Анастасия Рюрикова-Саймс — художник-символист с обширным «алфавитом» символов. Свое творческое видение она воплощает в разнообразных формах: полотна, ювелирные украшения, театральные декорации и костюмы. Мы побеседовали с Анастасией о ее работе и семье.

Биографическая справка: Анастасия Рюрикова-Саймс родилась в 1969 году в семье художников. Ее дед, Петр Пашкевич — художник кино, который работал над фильмами «Герой нашего времени» (1966), «Преступление и наказание» (1969), «ТАСС уполномочен заявить» (1984) и другими. Мать, Наталья Рюрикова — директор и создатель галереи «Дом Нащокина», а дяде, Андрею Пашкевичу, принадлежит цикл символических полотен «Политэкология». Сама Анастасия училась в художественной школе при МГХИ им. В. И. Сурикова, а потом окончила ВГИК в качестве художника-постановщика. В 1993 году Анастасия переехала в США, где живет и по сей день. В настоящее время она управляет собственной ювелирной компанией Anastasia Simes Jewelry, а раньше работала в Synetic Theater. Спектакли в этом театре ставятся без слов, с большим количеством действий и танцев.

 
Artifex: В картинах вы используете образы или символы?

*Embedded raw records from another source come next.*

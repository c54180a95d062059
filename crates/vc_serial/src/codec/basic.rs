use alloc::boxed::Box;
use alloc::string::{String, ToString};
use core::str::FromStr;

use serde_json::Number;

use super::{Codec, bits};
use crate::error::{ErrorKind, Result, SerialError};
use crate::info::Type;
use crate::list::SerializedList;
use crate::map::SerializedMap;
use crate::registry::TypeRegistry;
use crate::tree::{self, Node};
use crate::value::{EnumValue, Value};
use crate::wrapper::TypeWrapper;

/// The codec of every built-in type and of every enum kind.
///
/// | type             | node                                        |
/// |------------------|---------------------------------------------|
/// | `String`         | string                                      |
/// | `bool`           | boolean (`"true"`/`"false"` also accepted)  |
/// | `i32`, `i64`     | number (decimal string also accepted)       |
/// | `f64`            | `D` + base-32 bit pattern                   |
/// | `f32`            | `F` + base-32 bit pattern                   |
/// | enum kinds       | member name                                 |
/// | [`Type`]         | short type name                             |
/// | [`SerializedList`] | embedded array                            |
/// | [`SerializedMap`]  | embedded object                           |
/// | [`TypeWrapper`]  | `[payload, short type name]`                |
///
/// Numbers narrow the way a cast does: integral sources wrap, fractional
/// sources saturate.
#[derive(Clone, Copy, Debug, Default)]
pub struct BasicCodec;

impl Codec for BasicCodec {
    fn serialize(&self, value: &Value, registry: &TypeRegistry) -> Result<Node> {
        Ok(match value {
            Value::String(s) => Node::String(s.clone()),
            Value::Bool(b) => Node::Bool(*b),
            Value::I32(i) => Node::from(*i),
            Value::I64(i) => Node::from(*i),
            Value::F32(f) => Node::String(bits::encode_f32(*f)),
            Value::F64(f) => Node::String(bits::encode_f64(*f)),
            Value::Enum(e) => Node::String(e.name().to_string()),
            Value::Type(ty) => Node::String(ty.name().to_string()),
            Value::List(list) => list.to_node(registry)?,
            Value::Map(map) => map.to_node(registry)?,
            Value::Wrapper(wrapper) => serialize_wrapper(wrapper, registry)?,
            Value::Node(node) => node.clone(),
            Value::Opaque(v) => {
                return Err(SerialError::serialize(ErrorKind::UnsupportedType(
                    v.opaque_type().path(),
                )));
            }
        })
    }

    fn deserialize(
        &self,
        node: &Node,
        ty: Type,
        registry: &TypeRegistry,
    ) -> Result<Option<Value>> {
        if node.is_null() {
            return Ok(None);
        }
        if ty.members().is_some() {
            return deserialize_enum(node, ty).map(Some);
        }

        let value = if ty.is::<String>() {
            match node {
                Node::String(s) => Value::String(s.clone()),
                other => return Err(mismatch(ty, other)),
            }
        } else if ty.is::<bool>() {
            Value::Bool(deserialize_bool(node, ty)?)
        } else if ty.is::<i32>() {
            Value::I32(deserialize_integer(node, ty, |n| n as i32, |f| f as i32)?)
        } else if ty.is::<i64>() {
            Value::I64(deserialize_integer(node, ty, |n| n, |f| f as i64)?)
        } else if ty.is::<f64>() {
            Value::F64(deserialize_f64(node, ty)?)
        } else if ty.is::<f32>() {
            Value::F32(deserialize_f32(node, ty)?)
        } else if ty.is::<Type>() {
            return match node {
                Node::String(name) => Ok(registry.get_with_name(name).map(Value::Type)),
                other => Err(mismatch(ty, other)),
            };
        } else if ty.is::<SerializedList>() {
            match node {
                Node::String(text) => Value::List(SerializedList::from_text(text.clone())),
                Node::Array(array) => Value::List(SerializedList::from_tree(array.clone())),
                other => return Err(mismatch(ty, other)),
            }
        } else if ty.is::<SerializedMap>() {
            match node {
                Node::String(text) => Value::Map(SerializedMap::from_text(text.clone())),
                Node::Object(object) => Value::Map(SerializedMap::from_tree(object.clone())),
                other => return Err(mismatch(ty, other)),
            }
        } else if ty.is::<TypeWrapper>() {
            Value::Wrapper(Box::new(deserialize_wrapper(node, ty, registry)?))
        } else {
            return Err(SerialError::deserialize(ErrorKind::UnsupportedType(ty.path())));
        };
        Ok(Some(value))
    }
}
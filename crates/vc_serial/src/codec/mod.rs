//! Codecs: the serialize/deserialize capability bound to a native type.
//!
//! - [`Codec`]: the capability itself.
//! - [`BasicCodec`]: every built-in type, and every enum kind.
//! - [`SerdeCodec`]: host types with a `serde` implementation.
//! - [`bits`]: the bit-pattern encoding of floating-point numbers.

// -----------------------------------------------------------------------------
// Modules

mod basic;
mod serde_codec;

pub mod bits;

// -----------------------------------------------------------------------------
// Exports

pub use basic::BasicCodec;
pub use serde_codec::SerdeCodec;

use crate::error::Result;
use crate::info::Type;
use crate::registry::TypeRegistry;
use crate::tree::Node;
use crate::value::Value;

// -----------------------------------------------------------------------------
// Codec

/// Converts the values of one native type to and from tree nodes.
///
/// Codecs are invoked by the dispatch facade, which has already filtered out
/// absent values and `null` nodes, and which attaches the offending
/// value/node and type to any error the codec returns. The registry is
/// passed along so codecs can recurse through the facade.
///
/// # Examples
///
/// ```
/// use vc_serial::codec::Codec;
/// use vc_serial::error::{ErrorKind, SerialError};
/// use vc_serial::{Node, Type, TypeRegistry, Value, TypePath, Typed};
///
/// #[derive(Clone, Debug, PartialEq)]
/// struct Celsius(f64);
///
/// impl TypePath for Celsius {
///     fn type_path() -> &'static str { "weather::Celsius" }
///     fn type_name() -> &'static str { "Celsius" }
/// }
///
/// impl Typed for Celsius {
///     fn ty() -> Type { Type::plain::<Self>() }
/// }
///
/// struct CelsiusCodec;
///
/// impl Codec for CelsiusCodec {
///     fn serialize(&self, value: &Value, _: &TypeRegistry) -> vc_serial::Result<Node> {
///         match value.downcast_ref::<Celsius>() {
///             Some(c) => Ok(Node::from(c.0)),
///             None => Err(SerialError::serialize(ErrorKind::UnsupportedType(value.ty().path()))),
///         }
///     }
///
///     fn deserialize(&self, node: &Node, ty: Type, _: &TypeRegistry) -> vc_serial::Result<Option<Value>> {
///         match node.as_f64() {
///             Some(c) => Ok(Some(Value::opaque(Celsius(c)))),
///             None => Err(SerialError::deserialize(ErrorKind::UnsupportedType(ty.path()))),
///         }
///     }
/// }
///
/// let mut registry = TypeRegistry::new();
/// registry.register_type::<Celsius>(CelsiusCodec);
///
/// let node = vc_serial::serialize(Some(&Value::opaque(Celsius(21.5))), &registry).unwrap();
/// assert_eq!(node.to_string(), "21.5");
/// ```
pub trait Codec: Send + Sync + 'static {
    /// Serializes a value whose runtime type is bound to this codec.
    fn serialize(&self, value: &Value, registry: &TypeRegistry) -> Result<Node>;

    /// Deserializes a non-null node as `ty`.
    ///
    /// Returns `Ok(None)` when the node legitimately decodes to nothing,
    /// e.g. a type reference that names no registered type.
    fn deserialize(&self, node: &Node, ty: Type, registry: &TypeRegistry)
    -> Result<Option<Value>>;
}
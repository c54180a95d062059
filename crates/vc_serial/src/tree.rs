//! The generic tree model and the external parser/printer.
//!
//! Tree nodes are [`serde_json::Value`]s built with `preserve_order`, so
//! objects keep their key insertion order.

use alloc::string::{String, ToString};
use alloc::vec::Vec;

use crate::error::{ErrorKind, Operation, SerialError};

/// A generic tree node: null, boolean, number, string, array or object.
pub type Node = serde_json::Value;

/// An ordered string-keyed mapping of nodes.
pub type Object = serde_json::Map<String, Node>;

/// Parses JSON text into a tree node.
///
/// Fails with [`ErrorKind::MalformedInput`] when the text is not valid JSON.
pub fn parse(text: &str) -> Result<Node, SerialError> {
    log::trace!("parsing {} bytes of serialized text", text.len());
    serde_json::from_str(text).map_err(|e| {
        SerialError::new(Operation::Deserialize, ErrorKind::MalformedInput(e.to_string()))
            .with_subject(text)
            .with_cause(e)
    })
}

/// Parses JSON text that must hold an array.
pub fn parse_array(text: &str) -> Result<Vec<Node>, SerialError> {
    match parse(text)? {
        Node::Array(array) => Ok(array),
        other => Err(not_a(text, "an array", &other)),
    }
}

/// Parses JSON text that must hold an object.
pub fn parse_object(text: &str) -> Result<Object, SerialError> {
    match parse(text)? {
        Node::Object(object) => Ok(object),
        other => Err(not_a(text, "an object", &other)),
    }
}

/// Prints a tree node as compact canonical JSON text.
#[inline]
pub fn print(node: &Node) -> String {
    log::trace!("printing {} node", kind_of(node));
    node.to_string()
}

/// Prints array elements as compact JSON array text.
pub fn print_array(elements: &[Node]) -> Result<String, SerialError> {
    log::trace!("printing array of {} elements", elements.len());
    serde_json::to_string(elements).map_err(print_failure)
}

/// Prints object entries as compact JSON object text.
pub fn print_object(object: &Object) -> Result<String, SerialError> {
    log::trace!("printing object of {} entries", object.len());
    serde_json::to_string(object).map_err(print_failure)
}

/// Returns a short description of the node kind, used in error messages.
pub fn kind_of(node: &Node) -> &'static str {
    match node {
        Node::Null => "null",
        Node::Bool(_) => "a boolean",
        Node::Number(_) => "a number",
        Node::String(_) => "a string",
        Node::Array(_) => "an array",
        Node::Object(_) => "an object",
    }
}

fn print_failure(e: serde_json::Error) -> SerialError {
    SerialError::new(Operation::Serialize, ErrorKind::MalformedInput(e.to_string())).with_cause(e)
}

fn not_a(text: &str, expected: &str, found: &Node) -> SerialError {
    SerialError::deserialize(ErrorKind::MalformedInput(alloc::format!(
        "expected {expected}, found {}",
        kind_of(found)
    )))
    .with_subject(text)
}

// -----------------------------------------------------------------------------
// Tests
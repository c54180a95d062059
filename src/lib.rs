#![doc = include_str!("../README.md")]
#![cfg_attr(docsrs, feature(doc_cfg))]
#![no_std]

pub use vc_serial as serial;
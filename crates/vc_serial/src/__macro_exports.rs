#[cfg(feature = "auto_register")]
pub use inventory;
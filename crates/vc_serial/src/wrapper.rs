use crate::info::{Type, TypePath, Typed};
use crate::value::Value;

/// A value paired with a tag for its runtime type.
///
/// Serialized as the two-element array `[payload, short_type_name]`, so the
/// exact type survives the text boundary even where the static type is
/// [`Type::any`], e.g. the elements of a heterogeneous list.
///
/// # Examples
///
/// ```
/// use vc_serial::{TypeRegistry, TypeWrapper, Value, Type};
///
/// let registry = TypeRegistry::new();
/// let wrapped = Value::from(TypeWrapper::new(Value::I64(7)));
///
/// let node = vc_serial::serialize(Some(&wrapped), &registry).unwrap();
/// assert_eq!(node.to_string(), r#"[7,"i64"]"#);
///
/// let back = vc_serial::deserialize(&node, Type::of::<TypeWrapper>(), &registry).unwrap();
/// assert_eq!(back, Some(wrapped));
/// ```
#[derive(Clone, Debug, Default, PartialEq, Eq)]
pub struct TypeWrapper {
    value: Option<Value>,
}

impl TypeWrapper {
    #[inline]
    pub fn new(value: impl Into<Value>) -> Self {
        Self {
            value: Some(value.into()),
        }
    }

    /// A wrapper holding an absent value.
    #[inline]
    pub const fn absent() -> Self {
        Self { value: None }
    }

    #[inline]
    pub const fn from_option(value: Option<Value>) -> Self {
        Self { value }
    }

    #[inline]
    pub fn value(&self) -> Option<&Value> {
        self.value.as_ref()
    }

    #[inline]
    pub fn into_inner(self) -> Option<Value> {
        self.value
    }

    /// The runtime type of the wrapped value.
    #[inline]
    pub fn value_type(&self) -> Option<Type> {
        self.value.as_ref().map(Value::ty)
    }
}

impl TypePath for TypeWrapper {
    fn type_path() -> &'static str {
        "vc_serial::wrapper::TypeWrapper"
    }

    fn type_name() -> &'static str {
        "TypeWrapper"
    }
}

impl Typed for TypeWrapper {
    fn ty() -> Type {
        Type::plain::<Self>()
    }
}
//! The dispatch facade.
//!
//! [`serialize`] and [`deserialize`] route a value or node to the codec
//! bound to its type, and attach the offending value/node and type to any
//! error. The remaining functions are one-shot helpers over
//! [`SerializedList`] and [`SerializedMap`].

use alloc::string::String;
use alloc::vec::Vec;

use crate::error::{ErrorKind, Result, SerialError};
use crate::info::Type;
use crate::list::SerializedList;
use crate::map::{Entries, SerializedMap};
use crate::registry::TypeRegistry;
use crate::trace;
use crate::tree::{self, Node};
use crate::value::{Native, Value};

// -----------------------------------------------------------------------------
// Dispatch

/// Serializes a value into a tree node.
///
/// - An absent value becomes [`Node::Null`].
/// - An enum member is handled by the registry's enum codec.
/// - A [`Value::Node`] is returned unchanged.
/// - Any other value goes to the codec bound to its runtime type.
///
/// # Examples
///
/// ```
/// use vc_serial::{TypeRegistry, Value};
///
/// let registry = TypeRegistry::new();
///
/// let node = vc_serial::serialize(Some(&Value::F64(1.5)), &registry).unwrap();
/// assert_eq!(node.to_string(), r#""D3vu0000000000""#);
///
/// let node = vc_serial::serialize(None, &registry).unwrap();
/// assert!(node.is_null());
/// ```
pub fn serialize(value: Option<&Value>, registry: &TypeRegistry) -> Result<Node> {
    let Some(value) = value else {
        return Ok(Node::Null);
    };
    if let Value::Node(node) = value {
        return Ok(node.clone());
    }

    let ty = value.ty();
    let _guard = trace::enter(ty.path());
    let result = match value {
        Value::Enum(_) => registry.enum_codec().serialize(value, registry),
        _ => match registry.get(ty.id()) {
            Some(codec) => codec.serialize(value, registry),
            None => Err(SerialError::serialize(ErrorKind::NoCodec(ty.path()))),
        },
    };
    result.map_err(|e| {
        e.or_context(|| alloc::format!("{value:?}"), ty.path())
            .or_trace(trace::snapshot)
    })
}

/// Deserializes a tree node as `ty`.
///
/// - A `null` node becomes `None`.
/// - Against [`Type::any`] or the node type itself, the node is returned
///   unchanged as [`Value::Node`].
/// - An enum kind is handled by the registry's enum codec.
/// - Any other type goes to the codec bound to it.
///
/// # Examples
///
/// ```
/// use serde_json::json;
/// use vc_serial::{Type, TypeRegistry, Value};
///
/// let registry = TypeRegistry::new();
///
/// let value = vc_serial::deserialize(&json!("42"), Type::of::<i32>(), &registry).unwrap();
/// assert_eq!(value, Some(Value::I32(42)));
///
/// let value = vc_serial::deserialize(&json!([1]), Type::any(), &registry).unwrap();
/// assert_eq!(value, Some(Value::Node(json!([1]))));
/// ```
pub fn deserialize(node: &Node, ty: Type, registry: &TypeRegistry) -> Result<Option<Value>> {
    if node.is_null() {
        return Ok(None);
    }
    if ty.is_any() || ty.is::<Node>() {
        return Ok(Some(Value::Node(node.clone())));
    }

    let _guard = trace::enter(ty.path());
    let result = if ty.members().is_some() {
        registry.enum_codec().deserialize(node, ty, registry)
    } else {
        match registry.get(ty.id()) {
            Some(codec) => codec.deserialize(node, ty, registry),
            None => Err(SerialError::deserialize(ErrorKind::NoCodec(ty.path()))),
        }
    };
    result.map_err(|e| {
        e.or_context(|| tree::print(node), ty.path())
            .or_trace(trace::snapshot)
    })
}

/// Deserializes a tree node as the statically known `T`.
///
/// ```
/// use serde_json::json;
/// use vc_serial::TypeRegistry;
///
/// let registry = TypeRegistry::new();
/// let value = vc_serial::deserialize_as::<i64>(&json!(7), &registry).unwrap();
/// assert_eq!(value, Some(7));
/// ```
pub fn deserialize_as<T: Native>(node: &Node, registry: &TypeRegistry) -> Result<Option<T>> {
    match deserialize(node, T::ty(), registry)? {
        Some(value) => T::from_value(value).map(Some).map_err(|value| {
            SerialError::deserialize(ErrorKind::TypeMismatch {
                expected: T::type_path(),
                found: alloc::format!("`{}`", value.ty().path()),
            })
            .with_subject(tree::print(node))
            .with_type(T::type_path())
        }),
        None => Ok(None),
    }
}

// -----------------------------------------------------------------------------
// One-shot helpers

/// Serializes native values into array text.
///
/// ```
/// use vc_serial::{TypeRegistry, Value};
///
/// let registry = TypeRegistry::new();
/// let values = [Some(Value::I32(42)), Some(Value::from("hi")), Some(Value::Bool(true))];
///
/// let text = vc_serial::driver::encode_list(values, &registry).unwrap();
/// assert_eq!(text, r#"[42,"hi",true]"#);
/// ```
pub fn encode_list(
    values: impl IntoIterator<Item = Option<Value>>,
    registry: &TypeRegistry,
) -> Result<String> {
    let list: SerializedList = values.into_iter().collect();
    Ok(list.text(registry)?.map(String::from).unwrap_or_default())
}

/// Decodes array text with one target type per element.
pub fn decode_list(
    text: &str,
    types: &[Type],
    registry: &TypeRegistry,
) -> Result<Vec<Option<Value>>> {
    let mut list = SerializedList::from_text(text);
    list.decode(types, registry)?;
    Ok(list.into_values().unwrap_or_default())
}

/// Decodes array text with a single target type for every element.
pub fn decode_uniform_list(
    text: &str,
    ty: Type,
    registry: &TypeRegistry,
) -> Result<Vec<Option<Value>>> {
    let mut list = SerializedList::from_text(text);
    list.decode_uniform(ty, registry)?;
    Ok(list.into_values().unwrap_or_default())
}

/// Serializes a native mapping into object text.
pub fn encode_map(entries: Entries, registry: &TypeRegistry) -> Result<String> {
    let map = SerializedMap::from_entries(entries);
    Ok(map.text(registry)?.map(String::from).unwrap_or_default())
}

/// Decodes object text with one key type and one value type.
pub fn decode_map(
    text: &str,
    key_ty: Type,
    value_ty: Type,
    registry: &TypeRegistry,
) -> Result<Entries> {
    let mut map = SerializedMap::from_text(text);
    map.decode(key_ty, value_ty, registry)?;
    Ok(map.into_entries().unwrap_or_default())
}

// -----------------------------------------------------------------------------
// Tests

#[cfg(test)]
mod tests {
    use alloc::vec;

    use serde_json::json;

    use super::{
        decode_list, decode_map, decode_uniform_list, deserialize, deserialize_as, encode_list,
        encode_map, serialize,
    };
    use crate::error::{ErrorKind, Operation};
    use crate::info::{Type, TypePath, Typed};
    use crate::map::Entries;
    use crate::registry::TypeRegistry;
    use crate::value::{Native, Value};
    use crate::wrapper::TypeWrapper;

    #[derive(Clone, Copy, Debug, PartialEq)]
    enum Signal {
        Red,
        Amber,
        Green,
    }

    crate::impl_enumeration!(Signal { Red, Amber, Green });

    #[derive(Clone, Debug, PartialEq)]
    struct Unbound;

    impl TypePath for Unbound {
        fn type_path() -> &'static str {
            "tests::Unbound"
        }
        fn type_name() -> &'static str {
            "Unbound"
        }
    }

    impl Typed for Unbound {
        fn ty() -> Type {
            Type::plain::<Self>()
        }
    }

    fn round_trip(value: Value, registry: &TypeRegistry) -> Option<Value> {
        let node = serialize(Some(&value), registry).unwrap();
        deserialize(&node, value.ty(), registry).unwrap()
    }

    #[test]
    fn primitives_round_trip_exactly() {
        let registry = TypeRegistry::new();
        let cases = [
            Value::from("text"),
            Value::Bool(false),
            Value::I32(i32::MIN),
            Value::I64(i64::MAX),
            Value::F64(0.0),
            Value::F64(-0.0),
            Value::F64(f64::NAN),
            Value::F64(f64::MAX),
            Value::F64(f64::MIN_POSITIVE),
            Value::F64(5e-324),
            Value::F32(-0.0),
            Value::F32(f32::NAN),
            Value::F32(f32::MIN),
            Value::Type(Type::of::<bool>()),
        ];
        for value in cases {
            assert_eq!(round_trip(value.clone(), &registry), Some(value));
        }
    }

    #[test]
    fn double_bit_pattern() {
        let registry = TypeRegistry::new();
        let node = serialize(Some(&Value::F64(1.5)), &registry).unwrap();
        assert_eq!(node, json!("D3vu0000000000"));
        assert_eq!(
            deserialize_as::<f64>(&node, &registry).unwrap().map(f64::to_bits),
            Some(1.5f64.to_bits())
        );
    }

    #[test]
    fn enums_round_trip_without_registration() {
        let registry = TypeRegistry::empty();
        for signal in [Signal::Red, Signal::Amber, Signal::Green] {
            let node = serialize(Some(&signal.into_value()), &registry).unwrap();
            assert_eq!(deserialize_as::<Signal>(&node, &registry).unwrap(), Some(signal));
        }

        let err = deserialize(&json!("Blue"), Type::of::<Signal>(), &registry).unwrap_err();
        assert!(matches!(err.kind(), ErrorKind::UnknownEnumMember { .. }));
        assert_eq!(err.subject(), Some(r#""Blue""#));
    }

    #[test]
    fn absent_and_null() {
        let registry = TypeRegistry::new();
        assert_eq!(serialize(None, &registry).unwrap(), json!(null));
        assert_eq!(deserialize(&json!(null), Type::of::<i32>(), &registry).unwrap(), None);
    }

    #[test]
    fn nodes_pass_through() {
        let registry = TypeRegistry::empty();
        let fragment = json!({ "raw": [1, 2] });
        assert_eq!(serialize(Some(&Value::Node(fragment.clone())), &registry).unwrap(), fragment);
        assert_eq!(
            deserialize(&fragment, Type::any(), &registry).unwrap(),
            Some(Value::Node(fragment.clone()))
        );
        assert_eq!(
            deserialize_as::<serde_json::Value>(&fragment, &registry).unwrap(),
            Some(fragment)
        );
    }

    #[test]
    fn missing_codecs() {
        let registry = TypeRegistry::new();

        let err = serialize(Some(&Value::opaque(Unbound)), &registry).unwrap_err();
        assert_eq!(err.operation(), Operation::Serialize);
        assert_eq!(err.kind(), &ErrorKind::NoCodec("tests::Unbound"));
        assert_eq!(err.type_path(), Some("tests::Unbound"));

        let err = deserialize(&json!(1), Type::of::<Unbound>(), &registry).unwrap_err();
        assert_eq!(err.operation(), Operation::Deserialize);
        assert_eq!(err.kind(), &ErrorKind::NoCodec("tests::Unbound"));
        assert_eq!(err.subject(), Some("1"));
    }

    #[test]
    fn errors_carry_node_and_type() {
        let registry = TypeRegistry::new();
        let err = deserialize(&json!("x1"), Type::of::<i32>(), &registry).unwrap_err();
        assert_eq!(err.subject(), Some(r#""x1""#));
        assert_eq!(err.type_path(), Some("i32"));
        assert!(err.to_string().starts_with(r#"failed to deserialize "x1" (`i32`)"#));
    }

    #[cfg(all(debug_assertions, feature = "debug"))]
    #[test]
    fn errors_carry_the_type_stack() {
        let registry = TypeRegistry::new();
        let err = deserialize(
            &json!(["x1", "i32"]),
            Type::of::<TypeWrapper>(),
            &registry,
        )
        .unwrap_err();
        assert_eq!(
            err.trace(),
            Some("`vc_serial::wrapper::TypeWrapper` -> `i32`")
        );
    }

    #[test]
    fn static_type_mismatch() {
        let registry = TypeRegistry::new();
        let err = deserialize_as::<Signal>(&json!("Red"), &registry);
        assert_eq!(err.unwrap(), Some(Signal::Red));

        let err = deserialize_as::<i32>(&json!([]), &registry).unwrap_err();
        assert!(matches!(err.kind(), ErrorKind::TypeMismatch { .. }));
    }

    #[test]
    fn wrappers_keep_their_type_inside_any_lists() {
        let registry = TypeRegistry::new();
        let values = vec![
            Some(Value::from(TypeWrapper::new(Value::I64(7)))),
            Some(Value::from(TypeWrapper::new(Value::F32(0.5)))),
            Some(Value::from(TypeWrapper::absent())),
        ];

        let text = encode_list(values.clone(), &registry).unwrap();
        assert_eq!(text, r#"[[7,"i64"],["Fvg0000","f32"],[null,null]]"#);

        let any = decode_uniform_list(&text, Type::any(), &registry).unwrap();
        assert!(matches!(any[0], Some(Value::Node(_))));

        let decoded = decode_uniform_list(&text, Type::of::<TypeWrapper>(), &registry).unwrap();
        assert_eq!(decoded, values);
    }

    #[test]
    fn registered_enums_survive_wrapping() {
        let mut registry = TypeRegistry::new();
        registry.register_enum::<Signal>();

        let wrapped = Value::from(TypeWrapper::new(Signal::Amber.into_value()));
        let node = serialize(Some(&wrapped), &registry).unwrap();
        assert_eq!(node, json!(["Amber", "Signal"]));
        assert_eq!(
            deserialize(&node, Type::of::<TypeWrapper>(), &registry).unwrap(),
            Some(wrapped)
        );
    }

    #[test]
    fn list_helpers() {
        let registry = TypeRegistry::new();
        let values = vec![
            Some(Value::I32(42)),
            Some(Value::from("hi")),
            Some(Value::Bool(true)),
        ];
        let text = encode_list(values.clone(), &registry).unwrap();
        assert_eq!(text, r#"[42,"hi",true]"#);

        let types = [Type::of::<i32>(), Type::of::<String>(), Type::of::<bool>()];
        assert_eq!(decode_list(&text, &types, &registry).unwrap(), values);

        let err = decode_list(&text, &types[..2], &registry).unwrap_err();
        assert_eq!(err.kind(), &ErrorKind::ArityMismatch { types: 2, elements: 3 });
    }

    #[test]
    fn map_helpers() {
        let registry = TypeRegistry::new();
        let mut entries = Entries::default();
        entries.insert(Value::I32(3), Some(Value::from("three")));
        entries.insert(Value::I32(1), Some(Value::from("one")));
        entries.insert(Value::I32(2), None);

        let text = encode_map(entries.clone(), &registry).unwrap();
        assert_eq!(text, r#"{"3":"three","1":"one","2":null}"#);

        let decoded = decode_map(&text, Type::of::<i32>(), Type::of::<String>(), &registry).unwrap();
        assert_eq!(decoded, entries);
        assert!(decoded.keys().eq(entries.keys()));
    }
}
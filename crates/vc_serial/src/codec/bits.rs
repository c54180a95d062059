//! Bit-pattern encoding of floating-point numbers.
//!
//! A double is written as its IEEE-754 bits, reinterpreted as a signed
//! 64-bit integer, printed in base 32 (digits `0-9a-v`, leading `-` for
//! negative patterns) and prefixed with `D`. Floats use the 32-bit pattern
//! and the prefix `F`. Unlike decimal text, this round-trips every value
//! exactly, including `-0.0`, NaN payloads and subnormals.
//!
//! ```
//! use vc_serial::codec::bits;
//!
//! assert_eq!(bits::encode_f64(1.5), "D3vu0000000000");
//! assert_eq!(bits::encode_f64(-0.0), "D-8000000000000");
//! assert_eq!(bits::encode_f32(1.5), "Fvs0000");
//! assert_eq!(bits::decode_f64("3vu0000000000"), Ok(1.5));
//! ```

use alloc::string::String;
use core::fmt;
use core::num::ParseIntError;

/// Radix of the bit-pattern encoding.
pub const RADIX: u32 = 32;

/// Prefix of an encoded `f64`.
pub const F64_PREFIX: char = 'D';

/// Prefix of an encoded `f32`.
pub const F32_PREFIX: char = 'F';

const DIGITS: &[u8; 32] = b"0123456789abcdefghijklmnopqrstuv";

/// Signed base-32 rendering of an integer.
struct Radix32(i64);

impl fmt::Display for Radix32 {
    fn fmt(&self, f: &mut fmt::Formatter<'_>) -> fmt::Result {
        // 2^64 has 13 digits in base 32.
        let mut buf = [0u8; 13];
        let mut pos = buf.len();
        let mut rest = self.0.unsigned_abs();
        loop {
            pos -= 1;
            buf[pos] = DIGITS[(rest % RADIX as u64) as usize];
            rest /= RADIX as u64;
            if rest == 0 {
                break;
            }
        }
        if self.0 < 0 {
            f.write_str("-")?;
        }
        // The buffer only holds ASCII digits.
        for &digit in &buf[pos..] {
            fmt::Write::write_char(f, digit as char)?;
        }
        Ok(())
    }
}

/// Encodes a double as `D` + base-32 bit pattern.
pub fn encode_f64(value: f64) -> String {
    alloc::format!("{F64_PREFIX}{}", Radix32(value.to_bits() as i64))
}

/// Encodes a float as `F` + base-32 bit pattern.
pub fn encode_f32(value: f32) -> String {
    alloc::format!("{F32_PREFIX}{}", Radix32(value.to_bits() as i32 as i64))
}

/// Decodes the base-32 bit pattern of a double, without its prefix.
pub fn decode_f64(digits: &str) -> Result<f64, ParseIntError> {
    i64::from_str_radix(digits, RADIX).map(|bits| f64::from_bits(bits as u64))
}

/// Decodes the base-32 bit pattern of a float, without its prefix.
pub fn decode_f32(digits: &str) -> Result<f32, ParseIntError> {
    i32::from_str_radix(digits, RADIX).map(|bits| f32::from_bits(bits as u32))
}

// -----------------------------------------------------------------------------
// Tests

Символы образны, если можно так сказать. Для меня очень сложно провести грань между одним и другим. Я думаю, что человеческое подсознание, человеческий ум понимает именно символы. Так что, если можно их разграничивать, то это в большей степени они.

 

 

Artifex: Эти символы содержат личные архетипы или имеют определенную культурную почву?

В них есть производные нашей культуры, что-то из детства, с чем мы выросли, язык, который нам был дан, существующие в нем символы, и в то же время какой-то общечеловеческий язык символов. Я думаю, что это идет из моего детства. Я живу на двух континентах, поэтому могу сказать, что это, скорее, общечеловеческие символы, нежели сугубо культурные. Хотя, конечно, избегать этого невозможно, да я и не стараюсь. Мы все живем в определенной культуре. Например, мои картины с быками — отчасти глубокое воспоминание о фильмах про революцию, которые без конца прокручивались на нашем любимом телевидении, когда я росла. Все эти огромные массы, несущиеся куда-то под руководством того или иного лидера… Наверное, с этого времени для меня эта сила - «несущаяся», «народная» — совершенно поразительное интенсивное зрелище, одновременно пугающее и завораживающее.

Artifex: Понятие глобализации вам близко?

Нет. Я считаю, что фольклорная культура, присущая каждому народу, за исключением, наверное, Америки — очень ценная вещь, потому что это собственные коды. Но я обращаюсь скорее к общечеловеческой натуре, которая не сжата рамками определенной страны. Это должно резонировать с людьми разных культур, хотя с некоторыми резонирует больше чем с другими.

Artifex: Ваши символы переходят из картины в картину, или обретают каждый раз новое значение, не связанное с прежними работами?

Как правило, я пишу серии. Серия — это работа над определенной внутренней темой, которую я исследую в самой себе и в мире вокруг. Отчасти они переходят из картины в картину. У меня со временем появился собственный алфавит символов. Они значат для меня что-то конкретное, но с определенной референцией к теме. Надо сказать, что интерпретация — это очень индивидуальная вещь. Я иногда сталкиваюсь с настолько разными ассоциациями, которые возникают у людей, смотрящих на мои картины, что просто теряюсь.

Artifex: Их лучше истолковать словами или прочувствовать?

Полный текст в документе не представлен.